The St. Paul school board is being asked to rename a school that has distant ties to a U.S. president who owned slaves.
Linwood Monroe Arts Plus would become Global Arts Plus under a proposal being presented to board members Tuesday.
Last year, the school’s PTA voted to pursue the change after a parent informed the group that President James Monroe — whose last name remains above the entrance of the school’s upper campus — had been a slave owner.
“The name of a diverse and inclusive school should not honor someone who owned human beings and worked to maintain the security of the system of slavery,” PTA co-chairman Jason Johnson wrote in an e-mail Friday.
The building once was home to Monroe High, which graduated its last class in 1977. A group of alumni is fighting to keep the Monroe name, saying it is important to the “long and rich tradition” of the West 7th Street community.
That group wants the school board to put off the vote so that alumni and the broader community can have a greater say in the matter. The current effort “flies in the face” of board policy requiring stakeholder engagement in name-changing decisions, the alumni say.
Johnson disagrees. He said that the district councils in neighborhoods surrounding the school’s two campuses were notified of the desire for change, and that one of them — the Fort Road/West Seventh Federation — sponsored a community meeting and mediation session on the issue last summer.

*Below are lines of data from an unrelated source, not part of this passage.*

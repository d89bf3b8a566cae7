//! Completion backend for the aggregator's OpenAI-compatible HTTP API.
//!
//! Requests go to `POST {base_url}/chat/completions` with the provider name
//! in the body. Blocking calls read `choices[0].message.content`; streaming
//! calls parse SSE `chat.completion.chunk` frames until `data: [DONE]`.

use std::time::Duration;

use async_trait::async_trait;
use eventsource_stream::Eventsource;
use futures::{future, StreamExt};
use reqwest::Client;
use serde::{Deserialize, Serialize};
use serde_json::Value;
use tracing::debug;

use crate::config::UpstreamConfig;
use crate::error::CompletionError;
use crate::provider::{ChatCompletion, ChunkStream, CompletionRequest};
use crate::request::ChatMessage;

const DONE_SENTINEL: &str = "[DONE]";

/// Error bodies longer than this are cut before being reported.
const MAX_ERROR_BODY: usize = 512;

#[derive(Debug, Serialize)]
struct UpstreamRequest<'a> {
    model: &'a str,
    messages: &'a [ChatMessage],
    provider: &'a str,
    stream: bool,
}

#[derive(Debug, Deserialize)]
struct UpstreamResponse {
    #[serde(default)]
    choices: Vec<UpstreamChoice>,
    #[serde(default)]
    error: Option<Value>,
}

#[derive(Debug, Deserialize)]
struct UpstreamChoice {
    #[serde(default)]
    message: Option<UpstreamMessage>,
    #[serde(default)]
    delta: Option<UpstreamMessage>,
}

#[derive(Debug, Deserialize)]
struct UpstreamMessage {
    #[serde(default)]
    content: Option<String>,
}

/// HTTP client for the aggregator.
pub struct HttpCompletion {
    client: Client,
    endpoint: String,
    api_key: Option<String>,
}

impl HttpCompletion {
    pub fn new(config: &UpstreamConfig) -> Result<Self, CompletionError> {
        let client = Client::builder()
            .connect_timeout(Duration::from_secs(config.connect_timeout_secs))
            .build()?;

        Ok(Self {
            client,
            endpoint: chat_completions_url(&config.base_url),
            api_key: config.api_key.clone().filter(|key| !key.trim().is_empty()),
        })
    }

    pub fn endpoint(&self) -> &str {
        &self.endpoint
    }

    async fn send(
        &self,
        request: &CompletionRequest,
        stream: bool,
    ) -> Result<reqwest::Response, CompletionError> {
        let payload = UpstreamRequest {
            model: request.model.as_str(),
            messages: &request.messages,
            provider: request.provider.as_str(),
            stream,
        };

        debug!(
            endpoint = %self.endpoint,
            provider = %request.provider,
            model = %request.model,
            stream,
            "Sending upstream request"
        );

        let mut builder = self.client.post(&self.endpoint).json(&payload);
        if let Some(key) = &self.api_key {
            builder = builder.bearer_auth(key);
        }

        let response = builder.send().await?;
        let status = response.status();
        if !status.is_success() {
            let body = response.text().await.unwrap_or_default();
            return Err(CompletionError::Status {
                status: status.as_u16(),
                body: truncate(&body, MAX_ERROR_BODY),
            });
        }

        Ok(response)
    }
}

#[async_trait]
impl ChatCompletion for HttpCompletion {
    async fn create(&self, request: &CompletionRequest) -> Result<String, CompletionError> {
        let body = self.send(request, false).await?.text().await?;
        parse_completion(&body)
    }

    async fn create_stream(
        &self,
        request: &CompletionRequest,
    ) -> Result<ChunkStream, CompletionError> {
        let response = self.send(request, true).await?;

        let chunks = response
            .bytes_stream()
            .eventsource()
            .take_while(|event| {
                let done = matches!(event, Ok(e) if e.data.trim() == DONE_SENTINEL);
                future::ready(!done)
            })
            .filter_map(|event| {
                future::ready(match event {
                    Ok(event) => parse_chunk(&event.data).transpose(),
                    Err(err) => Some(Err(CompletionError::Stream(err.to_string()))),
                })
            });

        Ok(Box::pin(chunks))
    }
}

fn chat_completions_url(base_url: &str) -> String {
    format!("{}/chat/completions", base_url.trim_end_matches('/'))
}

/// Extract the text of a non-streaming `chat.completion` body.
fn parse_completion(body: &str) -> Result<String, CompletionError> {
    let response: UpstreamResponse = serde_json::from_str(body).map_err(|err| {
        CompletionError::InvalidResponse(format!(
            "{err}: {}",
            truncate(body, MAX_ERROR_BODY)
        ))
    })?;

    if let Some(error) = response.error {
        return Err(CompletionError::Upstream(error_message(&error)));
    }

    response
        .choices
        .into_iter()
        .next()
        .and_then(|choice| choice.message)
        .and_then(|message| message.content)
        .ok_or_else(|| CompletionError::InvalidResponse("response has no choices".to_string()))
}

/// Extract the text delta of one streaming frame. Frames without content
/// (role announcements, finish markers) yield `None`.
fn parse_chunk(data: &str) -> Result<Option<String>, CompletionError> {
    if data.trim().is_empty() {
        return Ok(None);
    }

    let frame: UpstreamResponse = serde_json::from_str(data).map_err(|err| {
        CompletionError::InvalidResponse(format!("{err}: {}", truncate(data, MAX_ERROR_BODY)))
    })?;

    if let Some(error) = frame.error {
        return Err(CompletionError::Upstream(error_message(&error)));
    }

    Ok(frame
        .choices
        .into_iter()
        .next()
        .and_then(|choice| choice.delta)
        .and_then(|delta| delta.content)
        .filter(|text| !text.is_empty()))
}

fn error_message(error: &Value) -> String {
    match error {
        Value::String(message) => message.clone(),
        Value::Object(map) => match map.get("message") {
            Some(Value::String(message)) => message.clone(),
            _ => error.to_string(),
        },
        other => other.to_string(),
    }
}

fn truncate(text: &str, max: usize) -> String {
    match text.char_indices().nth(max) {
        Some((idx, _)) => format!("{}...", &text[..idx]),
        None => text.to_string(),
    }
}
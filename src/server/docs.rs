//! Documentation page served at `GET /`.

use axum::response::Html;

use crate::provider::ProviderId;
use crate::request::{Mode, Model};

const PAGE_HEAD: &str = r#"<!DOCTYPE html>
<html lang="en">
<head>
<meta charset="utf-8">
<title>GPT API Gateway</title>
<style>
body { font-family: system-ui, sans-serif; max-width: 48rem; margin: 2rem auto; line-height: 1.5; }
code, pre { background: #f4f4f4; border-radius: 4px; }
pre { padding: 0.75rem; overflow-x: auto; }
</style>
</head>
<body>
<h1>GPT API Gateway</h1>
<p>Send a prompt to one of the aggregator's providers and receive the answer as JSON or as a server-sent event stream.</p>
<h2><code>POST /api/generate</code></h2>
<pre>{
  "prompt": "Explain ownership in Rust",
  "model": "gpt-3.5-turbo",
  "provider": "ChatGLM",
  "mode": "normal"
}</pre>
<p>Only <code>prompt</code> is required. Unknown values for the other fields fall back to their defaults.</p>
<h3>Normal mode</h3>
<pre>{"model": "...", "provider": "...", "mode": "normal", "response": "..."}</pre>
<h3>Streaming mode</h3>
<pre>data: {"chunk": "..."}

data: {"error": "..."}</pre>
<p>An <code>error</code> event is always the last event of its stream.</p>
"#;

const PAGE_TAIL: &str = r#"<h2>Other endpoints</h2>
<ul>
<li><code>GET /api/providers</code>: accepted values and defaults</li>
<li><code>GET /health</code>: liveness and uptime</li>
<li><code>GET /metrics</code>: Prometheus metrics</li>
</ul>
</body>
</html>
"#;

fn list_section(title: &str, items: impl Iterator<Item = &'static str>, default: &str) -> String {
    let mut html = format!("<h3>{title}</h3>\n<ul>\n");
    for item in items {
        if item == default {
            html.push_str(&format!("<li><code>{item}</code> (default)</li>\n"));
        } else {
            html.push_str(&format!("<li><code>{item}</code></li>\n"));
        }
    }
    html.push_str("</ul>\n");
    html
}

/// Render the page. Accepted values come from the same enums the validator uses.
pub fn render_index() -> String {
    let mut page = String::from(PAGE_HEAD);
    page.push_str("<h2>Accepted values</h2>\n");
    page.push_str(&list_section(
        "Models",
        Model::ALL.iter().map(|m| m.as_str()),
        Model::default().as_str(),
    ));
    page.push_str(&list_section(
        "Providers",
        ProviderId::ALL.iter().map(|p| p.as_str()),
        ProviderId::default().as_str(),
    ));
    page.push_str(&list_section(
        "Modes",
        Mode::ALL.iter().map(|m| m.as_str()),
        Mode::default().as_str(),
    ));
    page.push_str(PAGE_TAIL);
    page
}

pub async fn index() -> Html<String> {
    Html(render_index())
}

In addition, he said, “Linwood West 7th Arts Plus” was one of three names submitted to students, parents, families and school staff members for a vote last month. That name was intended to be a compromise with alumni who opposed the change, he added.
“To reopen [the process] simply because an outside group was heard, but didn’t get the outcome they hoped for, is a disservice to the students, parents and staff that have chosen a name that honors the values and aspirations of the school as it is today, with its eye on tomorrow,” Johnson said.

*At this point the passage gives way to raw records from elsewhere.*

//! Gateway HTTP API.
//!
//! - GET /
//! - POST /api/generate
//! - GET /api/providers
//! - GET /health
//! - GET /metrics

use std::sync::Arc;
use std::time::{Duration, Instant};

use axum::extract::rejection::JsonRejection;
use axum::extract::State;
use axum::http::{header, StatusCode};
use axum::response::{IntoResponse, Response};
use axum::routing::{get, post};
use axum::{Json, Router};
use serde::Serialize;
use serde_json::Value;
use tower::ServiceBuilder;
use tower_http::cors::CorsLayer;
use tower_http::trace::TraceLayer;
use tracing::{debug, error, info};
use uuid::Uuid;

use crate::config::Config;
use crate::dispatch::Dispatcher;
use crate::error::GatewayError;
use crate::metrics::Metrics;
use crate::provider::{ProviderId, ProviderRegistry};
use crate::request::{normalize, Mode, Model, Normalized};
use crate::server::docs;
use crate::server::streaming::sse_response;

/// Application state shared across handlers.
pub struct AppState {
    pub dispatcher: Dispatcher,
    pub config: Arc<Config>,
    pub metrics: Arc<Metrics>,
    pub start_time: Instant,
    upstream_error_status: Option<StatusCode>,
}

impl AppState {
    pub fn new(config: Arc<Config>, registry: ProviderRegistry) -> anyhow::Result<Self> {
        let metrics = Arc::new(Metrics::new()?);
        let upstream_error_status = config.upstream_error_status()?;
        let dispatcher = Dispatcher::new(
            Arc::new(registry),
            Arc::clone(&metrics),
            Duration::from_secs(config.upstream.timeout_secs),
        );

        Ok(Self {
            dispatcher,
            config,
            metrics,
            start_time: Instant::now(),
            upstream_error_status,
        })
    }
}

/// Build the axum router with all API routes.
pub fn build_router(state: Arc<AppState>) -> Router {
    Router::new()
        .route("/", get(docs::index))
        .route("/api/generate", post(generate))
        .route("/api/providers", get(list_providers))
        .route("/health", get(health))
        .route("/metrics", get(metrics))
        .layer(
            ServiceBuilder::new()
                .layer(TraceLayer::new_for_http())
                .layer(CorsLayer::permissive()),
        )
        .with_state(state)
}

// ─── Response Types ────────────────────────────────────────────────────────

/// Normal-mode response body.
#[derive(Debug, Serialize)]
pub struct GenerationResult {
    pub model: Model,
    pub provider: ProviderId,
    pub mode: Mode,
    pub response: String,
}

/// Accepted values for each request field.
#[derive(Debug, Serialize)]
pub struct ProvidersResponse {
    pub models: Vec<Model>,
    pub providers: Vec<ProviderId>,
    pub modes: Vec<Mode>,
    pub defaults: Defaults,
}

#[derive(Debug, Serialize)]
pub struct Defaults {
    pub model: Model,
    pub provider: ProviderId,
    pub mode: Mode,
}

/// Health check response.
#[derive(Debug, Serialize)]
pub struct HealthResponse {
    pub status: String,
    pub uptime_secs: u64,
    pub providers: usize,
    pub debug: bool,
}

// ─── Route Handlers ────────────────────────────────────────────────────────

async fn generate(
    State(state): State<Arc<AppState>>,
    body: Result<Json<Value>, JsonRejection>,
) -> Response {
    let request_id = Uuid::new_v4().to_string();

    match handle_generate(&state, &request_id, body).await {
        Ok(response) => response,
        Err(err) => {
            state
                .metrics
                .rejected
                .with_label_values(&[err.reason()])
                .inc();
            info!(request_id = %request_id, error = %err, "Request rejected");
            err.into_response()
        }
    }
}

async fn handle_generate(
    state: &AppState,
    request_id: &str,
    body: Result<Json<Value>, JsonRejection>,
) -> Result<Response, GatewayError> {
    let Json(body) = body.map_err(|rejection| {
        debug!(request_id, %rejection, "Body is not JSON");
        GatewayError::NotJson
    })?;

    let Normalized { request, defaulted } = normalize(&body)?;
    for field in defaulted {
        state.metrics.defaulted.with_label_values(&[field]).inc();
    }
    state
        .metrics
        .requests
        .with_label_values(&[request.mode.as_str()])
        .inc();

    info!(
        request_id,
        model = %request.model,
        provider = %request.provider,
        mode = %request.mode,
        "Processing request"
    );

    match request.mode {
        Mode::Streaming => {
            let events = state.dispatcher.stream(request_id.to_string(), request);
            Ok(sse_response(events).into_response())
        }
        Mode::Normal => {
            let completion = state.dispatcher.complete(request_id, &request).await;
            let status = match state.upstream_error_status {
                Some(status) if completion.is_failed() => status,
                _ => StatusCode::OK,
            };

            let body = GenerationResult {
                model: request.model,
                provider: request.provider,
                mode: request.mode,
                response: completion.into_text(),
            };
            Ok((status, Json(body)).into_response())
        }
    }
}

async fn list_providers() -> Json<ProvidersResponse> {
    Json(ProvidersResponse {
        models: Model::ALL.to_vec(),
        providers: ProviderId::ALL.to_vec(),
        modes: Mode::ALL.to_vec(),
        defaults: Defaults {
            model: Model::default(),
            provider: ProviderId::default(),
            mode: Mode::default(),
        },
    })
}

async fn health(State(state): State<Arc<AppState>>) -> Json<HealthResponse> {
    Json(HealthResponse {
        status: "ok".to_string(),
        uptime_secs: state.start_time.elapsed().as_secs(),
        providers: state.dispatcher.registry().len(),
        debug: state.config.server.debug,
    })
}

async fn metrics(State(state): State<Arc<AppState>>) -> Response {
    match state.metrics.render() {
        Ok(text) => (
            [(header::CONTENT_TYPE, "text/plain; version=0.0.4")],
            text,
        )
            .into_response(),
        Err(err) => {
            error!(error = %err, "Failed to render metrics");
            StatusCode::INTERNAL_SERVER_ERROR.into_response()
        }
    }
}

The name Global Arts Plus enjoyed “especially strong support among students,” according to a name-change committee report on Tuesday’s board agenda.

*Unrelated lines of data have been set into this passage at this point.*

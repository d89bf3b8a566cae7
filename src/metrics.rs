//! Prometheus counters for the gateway, exposed at `GET /metrics`.

use prometheus::{Encoder, IntCounter, IntCounterVec, Opts, Registry, TextEncoder};

pub struct Metrics {
    registry: Registry,

    /// Accepted generation requests, by effective mode.
    pub requests: IntCounterVec,

    /// Requests answered with a 4xx, by reason.
    pub rejected: IntCounterVec,

    /// Fields replaced by their default during normalization.
    pub defaulted: IntCounterVec,

    /// Upstream completion failures, by provider.
    pub upstream_failures: IntCounterVec,

    /// Chunks forwarded to streaming clients.
    pub stream_chunks: IntCounter,
}

impl Metrics {
    pub fn new() -> prometheus::Result<Self> {
        let registry = Registry::new();

        let requests = IntCounterVec::new(
            Opts::new("gateway_requests_total", "Accepted generation requests"),
            &["mode"],
        )?;
        let rejected = IntCounterVec::new(
            Opts::new("gateway_rejected_requests_total", "Rejected generation requests"),
            &["reason"],
        )?;
        let defaulted = IntCounterVec::new(
            Opts::new(
                "gateway_defaulted_fields_total",
                "Request fields replaced by their default",
            ),
            &["field"],
        )?;
        let upstream_failures = IntCounterVec::new(
            Opts::new("gateway_upstream_failures_total", "Failed upstream completions"),
            &["provider"],
        )?;
        let stream_chunks = IntCounter::new(
            "gateway_stream_chunks_total",
            "Chunks forwarded to streaming clients",
        )?;

        registry.register(Box::new(requests.clone()))?;
        registry.register(Box::new(rejected.clone()))?;
        registry.register(Box::new(defaulted.clone()))?;
        registry.register(Box::new(upstream_failures.clone()))?;
        registry.register(Box::new(stream_chunks.clone()))?;

        Ok(Self {
            registry,
            requests,
            rejected,
            defaulted,
            upstream_failures,
            stream_chunks,
        })
    }

    /// Render all metrics in the Prometheus text format.
    pub fn render(&self) -> prometheus::Result<String> {
        let mut buf = Vec::new();
        TextEncoder::new().encode(&self.registry.gather(), &mut buf)?;
        String::from_utf8(buf).map_err(|e| prometheus::Error::Msg(e.to_string()))
    }
}
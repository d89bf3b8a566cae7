//! HTTP server for the gateway.
//!
//! - [`api`]: Router, shared state and route handlers
//! - [`streaming`]: SSE framing for streaming completions
//! - [`docs`]: Static documentation page served at `/`

pub mod api;
pub mod docs;
pub mod streaming;
//! gpt-gateway: HTTP façade over a multi-provider LLM aggregator.
//!
//! Accepts `POST /api/generate` requests, normalizes the prompt, model,
//! provider and mode, and forwards the prompt to the selected provider:
//!   request → validator → dispatcher → JSON body | SSE stream
//!
//! All generation work is delegated to a [`provider::ChatCompletion`]
//! backend; the default one speaks the OpenAI-compatible wire format of
//! the aggregator's HTTP API.

pub mod config;
pub mod dispatch;
pub mod error;
pub mod metrics;
pub mod provider;
pub mod request;
pub mod server;
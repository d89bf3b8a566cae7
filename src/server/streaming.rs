//! SSE (Server-Sent Events) framing for streaming completions.
//!
//! Each [`StreamEvent`] becomes one `data:` event carrying
//! `{"chunk": ...}` or, once at the end of a failed stream, `{"error": ...}`.
//! Payloads use `": "` and `", "` separators, matching the byte format
//! existing clients of the gateway expect.

use std::convert::Infallible;
use std::io;

use axum::response::sse::{Event, Sse};
use futures::stream::{Stream, StreamExt};
use serde::Serialize;
use serde_json::ser::{Formatter, Serializer};

use crate::dispatch::StreamEvent;

/// JSON formatter writing a space after every `:` and `,` separator.
struct SpacedFormatter;

impl Formatter for SpacedFormatter {
    fn begin_array_value<W: ?Sized + io::Write>(
        &mut self,
        writer: &mut W,
        first: bool,
    ) -> io::Result<()> {
        if first {
            Ok(())
        } else {
            writer.write_all(b", ")
        }
    }

    fn begin_object_key<W: ?Sized + io::Write>(
        &mut self,
        writer: &mut W,
        first: bool,
    ) -> io::Result<()> {
        if first {
            Ok(())
        } else {
            writer.write_all(b", ")
        }
    }

    fn begin_object_value<W: ?Sized + io::Write>(&mut self, writer: &mut W) -> io::Result<()> {
        writer.write_all(b": ")
    }
}

/// Encode the `data:` payload of one event.
pub fn encode_event(event: &StreamEvent) -> String {
    let mut buf = Vec::new();
    let mut ser = Serializer::with_formatter(&mut buf, SpacedFormatter);
    if event.serialize(&mut ser).is_err() {
        return String::new();
    }
    String::from_utf8(buf).unwrap_or_default()
}

/// Convert a dispatcher event stream into an SSE stream.
pub fn events_to_sse_stream(
    events: impl Stream<Item = StreamEvent> + Send + 'static,
) -> impl Stream<Item = Result<Event, Infallible>> + Send + 'static {
    events.map(|event| Ok(Event::default().data(encode_event(&event))))
}

/// Build the `text/event-stream` response for a dispatcher event stream.
///
/// No keep-alive comments are interleaved: the body holds only `data:` events.
pub fn sse_response(
    events: impl Stream<Item = StreamEvent> + Send + 'static,
) -> Sse<impl Stream<Item = Result<Event, Infallible>> + Send + 'static> {
    Sse::new(events_to_sse_stream(events))
}
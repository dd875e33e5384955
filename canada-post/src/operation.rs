//! Operation trait implemented by each Canada Post web service call

use xmltree::Element;

use crate::config::ClientConfig;
use crate::error::ApiError;

/// Base trait for Canada Post REST operations
///
/// Each operation knows its resource path and versioned media type, how to
/// turn a typed request into the XML body, and how to turn the root element
/// of a successful response into a typed response. Transport, URL
/// resolution and error envelopes are handled once by
/// [`CanadaPostClient::execute`](crate::CanadaPostClient::execute).
pub trait CanadaPostOperation {
    /// The request type for this operation
    type Request;

    /// The parsed response type for this operation
    type Response;

    /// Resource path on the gateway, starting with `/`
    const PATH: &'static str;

    /// Versioned media type used for both `Accept` and `Content-Type`
    const MEDIA_TYPE: &'static str;

    /// Build the UTF-8 XML request body
    ///
    /// Must be a pure function of its arguments: identical inputs produce
    /// identical bytes.
    fn build_payload(request: &Self::Request, config: &ClientConfig) -> Result<Vec<u8>, ApiError>;

    /// Parse the root element of a 2xx response
    fn parse_response(xml: &Element) -> Result<Self::Response, ApiError>;
}
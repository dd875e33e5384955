//! Canada Post web services
//!
//! Each submodule implements one service as a [`CanadaPostOperation`](crate::CanadaPostOperation).

pub mod rating;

Linwood Monroe is a magnet school that uses music, drama, dance and visual arts to educate kids. Nearly 30% of its students are English language learners.
It is not unusual, Johnson said, to hear five or more languages being spoken in any given classroom.
Putting the name of a U.S. president to the test is new to Twin Cities area name-change conversations.
Gov. Alexander Ramsey’s name was removed from a south Minneapolis middle school on the basis of his call for the extermination of the Sioux Indian tribe.
A move also was afoot a year ago to rename Patrick Henry High in Minneapolis because the Revolutionary War-era hero was a slave owner.
But it hit a snag. Among the contentions: A name change could cost $50,000.
St. Paul’s name-change committee puts the cost of a Linwood Monroe switch at $12,888.